Except that ten sheets of the card webs, each of which had been
obtained in Example 1 and had a basis weight of about 100
g/m.sup.2, were laid on another, using the same manner as in
Example 1 the shaped product of the present invention was obtained.
The bending behavior of the obtained shaped product was also almost
the same as that of the shaped product obtained in Example 1. The
results are shown in Tables 1 and 2. The obtained shaped product
had a board-like shape and was very hard compared with the shaped
products obtained in Examples 1 to 5. However, at a bending
deflection which caused a stress exceeding the bending stress peak,
the obtained shaped product did not show a sharp decline in the
stress.
Example 7
Except that twenty sheets of the card webs, each of which had been
obtained in Example 1 and had a basis weight of about 100
g/m.sup.2, were laid on another and the upper conveyor to was moved
to adjust the distance between the upper and lower belt conveyors
to 15 mm, the shaped product of the present invention was obtained
using the same manner as in Example 1. The results are shown in
Tables 1 and 2. The bending behavior of the obtained shaped product
was almost the same as that of the shaped product obtained in
Example 6. The shaped product had a board-like shape and was harder
than the shaped product obtained in Example 6. In addition, in the
shape retention property test, the changes in the form and the mass
of the shaped product were not observed.
Example 8
Except that forty sheets of the card webs, each of which had been
obtained in Example 1 and had a basis weight of about 100
g/m.sup.2, were laid on another and the upper conveyor was moved to
adjust the distance between the upper and lower belt conveyors to
20 mm, the shaped product of the present invention was obtained.

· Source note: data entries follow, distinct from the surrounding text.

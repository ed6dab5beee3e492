//! XSC reader: stream header + payload blocks out of a single source.
//!
//! Does not look across blocks; grouping and grid reconciliation happen in
//! the assembler.

use std::fs::File;
use std::io::{BufRead, BufReader};
use std::path::Path;

use log::{debug, trace};

use crate::error::{Result, XscError};
use crate::format::{parse_header_at, CrossSectionRecord, Dataset, HeaderRecord};
use crate::grid::build_grid;

enum ReaderState {
    AwaitHeader,
    AwaitPayload {
        header: HeaderRecord,
        grid: Vec<f64>,
        values: Vec<f64>,
    },
    /// End of input or a previous error; the reader yields nothing more.
    Finished,
}

/// Lazy, single-pass reader of [`CrossSectionRecord`]s.
///
/// Iterating yields `Result`s; after the first error the iterator is fused.
pub struct XscReader<R> {
    source: R,
    state: ReaderState,
    line: String,
    /// 1-based number of the last line read.
    line_no: usize,
}

impl XscReader<BufReader<File>> {
    /// Open a file for reading. Nothing is parsed until the first `next()`.
    pub fn open<P: AsRef<Path>>(path: P) -> Result<Self> {
        let file = File::open(path)?;
        Ok(Self::new(BufReader::new(file)))
    }
}

impl<R: BufRead> XscReader<R> {
    pub fn new(source: R) -> Self {
        XscReader {
            source,
            state: ReaderState::AwaitHeader,
            line: String::new(),
            line_no: 0,
        }
    }

    /// Read the next line into `self.line` without its terminator.
    /// Returns `false` at end of input.
    fn read_line(&mut self) -> Result<bool> {
        self.line.clear();
        if self.source.read_line(&mut self.line)? == 0 {
            return Ok(false);
        }
        self.line_no += 1;
        let trimmed_len = self.line.trim_end_matches(['\n', '\r']).len();
        self.line.truncate(trimmed_len);
        Ok(true)
    }

    /// Advance the state machine until a record is complete or input ends.
    pub fn next_record(&mut self) -> Result<Option<CrossSectionRecord>> {
        loop {
            match std::mem::replace(&mut self.state, ReaderState::Finished) {
                ReaderState::Finished => return Ok(None),
                ReaderState::AwaitHeader => {
                    if !self.read_line()? {
                        return Ok(None);
                    }
                    let header = parse_header_at(&self.line, self.line_no)?;
                    let grid = build_grid(
                        header.min_wavenumber,
                        header.max_wavenumber,
                        header.number_of_points,
                    )?;
                    debug!(
                        "line {}: header {} T={} P={} n={}",
                        self.line_no,
                        header.molecule_name,
                        header.temperature,
                        header.pressure,
                        header.number_of_points
                    );
                    let values = Vec::with_capacity(header.number_of_points);
                    self.state = ReaderState::AwaitPayload { header, grid, values };
                }
                ReaderState::AwaitPayload {
                    header,
                    grid,
                    mut values,
                } => {
                    let target = header.number_of_points;
                    while values.len() < target {
                        if !self.read_line()? {
                            return Err(XscError::IncompleteRecord {
                                expected: target,
                                found: values.len(),
                            });
                        }
                        for token in self.line.split_whitespace() {
                            values.push(parse_value(token, self.line_no)?);
                        }
                    }
                    if values.len() > target {
                        trace!(
                            "line {}: discarding {} excess values",
                            self.line_no,
                            values.len() - target
                        );
                        values.truncate(target);
                    }
                    self.state = ReaderState::AwaitHeader;
                    return Ok(Some(CrossSectionRecord {
                        header,
                        grid,
                        values,
                    }));
                }
            }
        }
    }
}

impl<R: BufRead> Iterator for XscReader<R> {
    type Item = Result<CrossSectionRecord>;

    fn next(&mut self) -> Option<Self::Item> {
        // next_record leaves the state at Finished on every error path.
        self.next_record().transpose()
    }
}

fn parse_value(token: &str, line_no: usize) -> Result<f64> {
    match token.parse::<f64>() {
        Ok(v) if v.is_finite() => Ok(v),
        Ok(_) => Err(XscError::format(
            line_no,
            format!("cross-section value is not finite: {token:?}"),
        )),
        Err(_) => Err(XscError::format(
            line_no,
            format!("cross-section value is not a number: {token:?}"),
        )),
    }
}

/// Read every record of a file. Fails on the first malformed block.
pub fn load_file<P: AsRef<Path>>(path: P) -> Result<Dataset> {
    let path = path.as_ref();
    let records = XscReader::open(path)?.collect::<Result<Dataset>>()?;
    debug!("{}: {} records", path.display(), records.len());
    Ok(records)
}

/// Parse only the first header line of a file.
pub fn read_first_header<P: AsRef<Path>>(path: P) -> Result<HeaderRecord> {
    let mut reader = BufReader::new(File::open(path)?);
    let mut line = String::new();
    reader.read_line(&mut line)?;
    parse_header_at(line.trim_end_matches(['\n', '\r']), 1)
}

The results are shown in Tables 1 and 2 using the same manner as in
Example 1. The bending behavior of the obtained shaped product was
almost the same as that of the shaped product obtained in Example
7. The shaped product had a board-like shape and was harder than
the shaped product obtained in Example 7. In addition, in the shape
retention property test, the changes in the form and the mass of
the shaped product were not observed.
Example 9
Except that four sheets of the card webs on another, each of which
had been obtained in Example 1 and had a basis weight of about 100
g/m.sup.2, were laid on another, the shaped product of the present
invention was obtained using the same manner as in Example 1. The
results are shown in Tables 1 and 2. Since the obtained shaped
product had a low basis weight, the shaped product was soft and
able to be bent easily. However, even after exceeding the bending
stress peak, the shaped product did not show a sharp decline in a
stress, and the bending behavior of the shaped product was similar
to that of the shaped product obtained in Example 1. In addition,
in the shape retention property test, the changes in the form and
the mass of the shaped product were not observed.
Example 10
Except that a card web having a basis weight of about 150 g/m.sup.2
was used and the upper conveyor was moved to adjust the distance
between the upper and lower belt conveyors to 6 mm, the shaped
product of the present invention was obtained using the same manner
as in Example 1. Incidentally, the reason for reducing the distance
between the nozzle and the conveyor was that the card web having a
lower basis weight and being thin for the distance between the pair
of the conveyors carrying the web in Example 1 and the distance
between the nozzle of the upper conveyor and the web was also
greater, whereby the temperature of the vapor decreased before
reaching the card web. The results are shown in Tables 1 and 2.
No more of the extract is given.